Records supplied =>
= = =

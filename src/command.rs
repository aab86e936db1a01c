use crate::{Config, Error, Result};
use github::{
    client::{self, test_auth, test_two_factor_auth},
    Client, SubmissionClient, SubmissionTarget,
};
use log::info;
use std::path::PathBuf;
use structopt::StructOpt;

#[derive(Debug, StructOpt)]
pub enum Command {
    #[structopt(name = "check-auth")]
    /// Check that the configured credential is accepted
    CheckAuth,

    #[structopt(name = "create")]
    /// Create the submission repository unless it already exists
    Create,

    #[structopt(name = "push")]
    /// Commit a file to the submission repository
    Push {
        #[structopt(parse(from_os_str))]
        file: PathBuf,

        #[structopt(short, long, default_value = "submission")]
        message: String,
    },

    #[structopt(name = "fork")]
    /// Fork the submission repository
    Fork {
        #[structopt(long)]
        /// organization to fork into instead of the authenticated user
        org: Option<String>,
    },

    #[structopt(name = "delete")]
    /// Delete the submission repository
    Delete,

    #[structopt(name = "add-collab")]
    /// Add a collaborator to the submission repository
    AddCollab { name: String },

    #[structopt(name = "remove-collab")]
    /// Remove a collaborator from the submission repository
    RemoveCollab { name: String },

    #[structopt(name = "download")]
    /// Download the submission repository into `<name>.zip`
    Download {
        #[structopt(parse(from_os_str))]
        name: PathBuf,
    },
}

impl Command {
    pub fn run(&self, config: &Config, otp: Option<&str>) -> Result<()> {
        match self {
            Command::CheckAuth => check_auth(config, otp)?,
            Command::Create => {
                connect(config, otp)?.create_repo()?;
            }
            Command::Push { file, message } => {
                let submission = connect(config, otp)?;
                if !submission.push_file(file, message)? {
                    return Err(format!("failed to push {}", file.display()).into());
                }
            }
            Command::Fork { org } => {
                let submission = connect(config, otp)?;
                let status = match org {
                    Some(org) => submission.fork_into(org)?,
                    None => submission.fork()?,
                };
                if !status.is_success() {
                    let message = format!("fork of {} failed: {}", submission.target(), status);
                    return Err(message.into());
                }
                info!("forked {}", submission.target());
            }
            Command::Delete => {
                let submission = connect(config, otp)?;
                let status = submission.delete()?;
                if !status.is_success() {
                    let message = format!("delete of {} failed: {}", submission.target(), status);
                    return Err(message.into());
                }
                info!("deleted {}", submission.target());
            }
            Command::AddCollab { name } => {
                let submission = connect(config, otp)?;
                if !submission.add_collaborator(name)? {
                    return Err(format!("unable to add collaborator {}", name).into());
                }
                info!("added {} to {}", name, submission.target());
            }
            Command::RemoveCollab { name } => {
                let submission = connect(config, otp)?;
                if !submission.remove_collaborator(name)? {
                    return Err(format!("unable to remove collaborator {}", name).into());
                }
                info!("removed {} from {}", name, submission.target());
            }
            Command::Download { name } => {
                connect(config, otp)?.download(name)?;
            }
        }

        Ok(())
    }
}

fn connect(config: &Config, otp: Option<&str>) -> Result<SubmissionClient> {
    let mut builder = Client::builder()
        .base_url(config.base_url())
        .credential(config.credential()?);
    if let Some(otp) = otp {
        builder = builder.otp(otp);
    }

    Ok(SubmissionClient::with_client(
        builder.build()?,
        SubmissionTarget::new(config.user(), config.repo()),
    ))
}

fn check_auth(config: &Config, otp: Option<&str>) -> Result<()> {
    let credential = config.credential()?;

    let accepted = match otp {
        Some(otp) => test_two_factor_auth(config.base_url(), &credential, otp)?,
        None => match test_auth(config.base_url(), &credential) {
            Err(client::Error::TwoFactorRequired) => {
                return Err(Error::from(
                    "two-factor authentication is enabled, rerun with --otp <code>",
                ))
            }
            result => result?,
        },
    };

    if accepted {
        info!("credential for {} accepted", config.user());
        Ok(())
    } else {
        Err(format!("credential for {} rejected", config.user()).into())
    }
}

#[cfg(test)]
mod test {
    use super::Command;
    use crate::{Config, Error};
    use httpmock::prelude::*;
    use std::path::PathBuf;
    use structopt::StructOpt;
    use tempfile::TempDir;

    fn config(server: &MockServer) -> Config {
        Config::from_toml(&format!(
            r#"
            base-url = "{}"
            user = "alice"
            repo = "hw1"
            credential = "dXNlcjpwYXNz"
            "#,
            server.base_url()
        ))
        .unwrap()
    }

    #[derive(StructOpt)]
    struct Wrapper {
        #[structopt(subcommand)]
        command: Command,
    }

    fn parse(args: &[&str]) -> Command {
        let args = std::iter::once("gitsubmitter").chain(args.iter().copied());
        Wrapper::from_iter_safe(args).unwrap().command
    }

    #[test]
    fn parse_commands() {
        match parse(&["push", "Hello.java", "-m", "final"]) {
            Command::Push { file, message } => {
                assert_eq!(file, PathBuf::from("Hello.java"));
                assert_eq!(message, "final");
            }
            other => panic!("unexpected command {:?}", other),
        }

        match parse(&["fork", "--org", "cs1331"]) {
            Command::Fork { org } => assert_eq!(org.as_deref(), Some("cs1331")),
            other => panic!("unexpected command {:?}", other),
        }

        match parse(&["add-collab", "bob"]) {
            Command::AddCollab { name } => assert_eq!(name, "bob"),
            other => panic!("unexpected command {:?}", other),
        }
    }

    #[test]
    fn add_collab() {
        let server = MockServer::start();
        let mock = server.mock(|when, then| {
            when.method(PUT)
                .path("/repos/alice/hw1/collaborators/bob")
                .header("authorization", "Basic dXNlcjpwYXNz");
            then.status(204);
        });

        parse(&["add-collab", "bob"])
            .run(&config(&server), None)
            .unwrap();

        mock.assert();
    }

    #[test]
    fn add_collab_failure() {
        let server = MockServer::start();
        server.mock(|when, then| {
            when.method(PUT).path("/repos/alice/hw1/collaborators/bob");
            then.status(404);
        });

        let result = parse(&["add-collab", "bob"]).run(&config(&server), None);
        assert!(matches!(result, Err(Error::Message(_))));
    }

    #[test]
    fn check_auth_needs_otp() {
        let server = MockServer::start();
        server.mock(|when, then| {
            when.method(GET).path("/");
            then.status(401).header("X-GitHub-OTP", "required; sms");
        });

        let result = Command::CheckAuth.run(&config(&server), None);
        match result {
            Err(Error::Message(message)) => assert!(message.contains("--otp")),
            other => panic!("unexpected result {:?}", other),
        }
    }

    #[test]
    fn check_auth_with_otp() {
        let server = MockServer::start();
        let mock = server.mock(|when, then| {
            when.method(GET).path("/").header("x-github-otp", "123456");
            then.status(200);
        });

        Command::CheckAuth
            .run(&config(&server), Some("123456"))
            .unwrap();

        mock.assert();
    }

    #[test]
    fn create_and_push() {
        let dir = TempDir::new().unwrap();
        let file = dir.path().join("Hello.java");
        std::fs::write(&file, "class Hello {}\n").unwrap();

        let server = MockServer::start();
        server.mock(|when, then| {
            when.method(GET).path("/repos/alice/hw1");
            then.status(404);
        });
        let create = server.mock(|when, then| {
            when.method(POST).path("/user/repos");
            then.status(201);
        });
        server.mock(|when, then| {
            when.method(GET).path("/repos/alice/hw1/contents/Hello.java");
            then.status(404);
        });
        let push = server.mock(|when, then| {
            when.method(PUT).path("/repos/alice/hw1/contents/Hello.java");
            then.status(201);
        });

        let config = config(&server);
        Command::Create.run(&config, None).unwrap();
        Command::Push {
            file,
            message: "submission".to_owned(),
        }
        .run(&config, None)
        .unwrap();

        create.assert();
        push.assert();
    }

    #[test]
    fn download() {
        let dir = TempDir::new().unwrap();
        let server = MockServer::start();
        server.mock(|when, then| {
            when.method(GET).path("/archive.zip");
            then.status(200).body("PK");
        });
        server.mock(|when, then| {
            when.method(GET).path("/repos/alice/hw1/zipball");
            then.status(302).header("Location", server.url("/archive.zip"));
        });

        Command::Download {
            name: dir.path().join("alice"),
        }
        .run(&config(&server), None)
        .unwrap();

        assert_eq!(std::fs::read(dir.path().join("alice.zip")).unwrap(), b"PK");
    }
}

= = =

Work task => Read the listing. Report every line that includes the word "archive".

Task output =>
            when.method(GET).path("/archive.zip");
            then.status(302).header("Location", server.url("/archive.zip"));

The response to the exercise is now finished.